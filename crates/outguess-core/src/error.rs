//! Error types for embedding and extraction.

use std::fmt;
use thiserror::Error;

/// Result type alias for outguess operations.
pub type Result<T> = std::result::Result<T, OutguessError>;

/// Errors that can occur while decoding, embedding or extracting.
#[derive(Error)]
pub enum OutguessError {
    /// The byte stream is not a supported baseline JPEG, or it is corrupt.
    #[error("unsupported or corrupt JPEG: {reason}")]
    Format { reason: String },

    /// An option is outside its allowed range.
    #[error("{param} must be within {min}..={max}, got {value}")]
    Range {
        param: &'static str,
        value: i64,
        min: i64,
        max: i64,
    },

    /// The framed payload does not fit into the eligible coefficients.
    #[error("capacity exceeded: payload requires {required_bits} bits but only {available_bits} available")]
    Capacity {
        required_bits: usize,
        available_bits: usize,
    },

    /// No valid frame was found. Wrong password, no payload and corruption
    /// all end up here and cannot be told apart.
    #[error("no verifiable payload found: {reason}")]
    Verification { reason: String },

    /// The embedded image did not read back as the message it was given.
    #[error("embedding integrity check failed: {reason}")]
    Integrity { reason: String },

    /// I/O failure at the file boundary.
    #[error("I/O error: {0}")]
    Io(#[from] std::io::Error),
}

impl OutguessError {
    pub(crate) fn format(reason: impl Into<String>) -> Self {
        OutguessError::Format {
            reason: reason.into(),
        }
    }

    pub(crate) fn verification(reason: impl Into<String>) -> Self {
        OutguessError::Verification {
            reason: reason.into(),
        }
    }

    pub(crate) fn integrity(reason: impl Into<String>) -> Self {
        OutguessError::Integrity {
            reason: reason.into(),
        }
    }

    /// Whether the caller can sensibly retry with other credentials.
    ///
    /// Only verification failures qualify; everything else needs different input.
    pub fn is_recoverable(&self) -> bool {
        matches!(self, OutguessError::Verification { .. })
    }
}

impl fmt::Debug for OutguessError {
    fn fmt(&self, f: &mut fmt::Formatter<'_>) -> fmt::Result {
        // Use Display for Debug so unwrap() shows user-friendly messages
        write!(f, "{self}")
    }
}

#[cfg(test)]
mod tests {
    use super::*;

    #[test]
    fn test_only_verification_is_recoverable() {
        assert!(OutguessError::verification("bad magic").is_recoverable());
        assert!(!OutguessError::format("truncated").is_recoverable());
        assert!(!OutguessError::integrity("payload differs").is_recoverable());
        assert!(!OutguessError::Capacity {
            required_bits: 10,
            available_bits: 5
        }
        .is_recoverable());
    }

    #[test]
    fn test_range_message() {
        let err = OutguessError::Range {
            param: "quality",
            value: 0,
            min: 1,
            max: 100,
        };
        assert_eq!(format!("{err:?}"), "quality must be within 1..=100, got 0");
    }

    #[test]
    fn test_integrity_message() {
        let err = OutguessError::integrity("checksum mismatch");
        assert_eq!(err.to_string(), "embedding integrity check failed: checksum mismatch");
    }
}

# # # # # # #

# [PROBLEM DETAILS]
What is wanted is one number: how many lines in the listing hold the string "payload".

# [PROBLEM SOLUTION]
5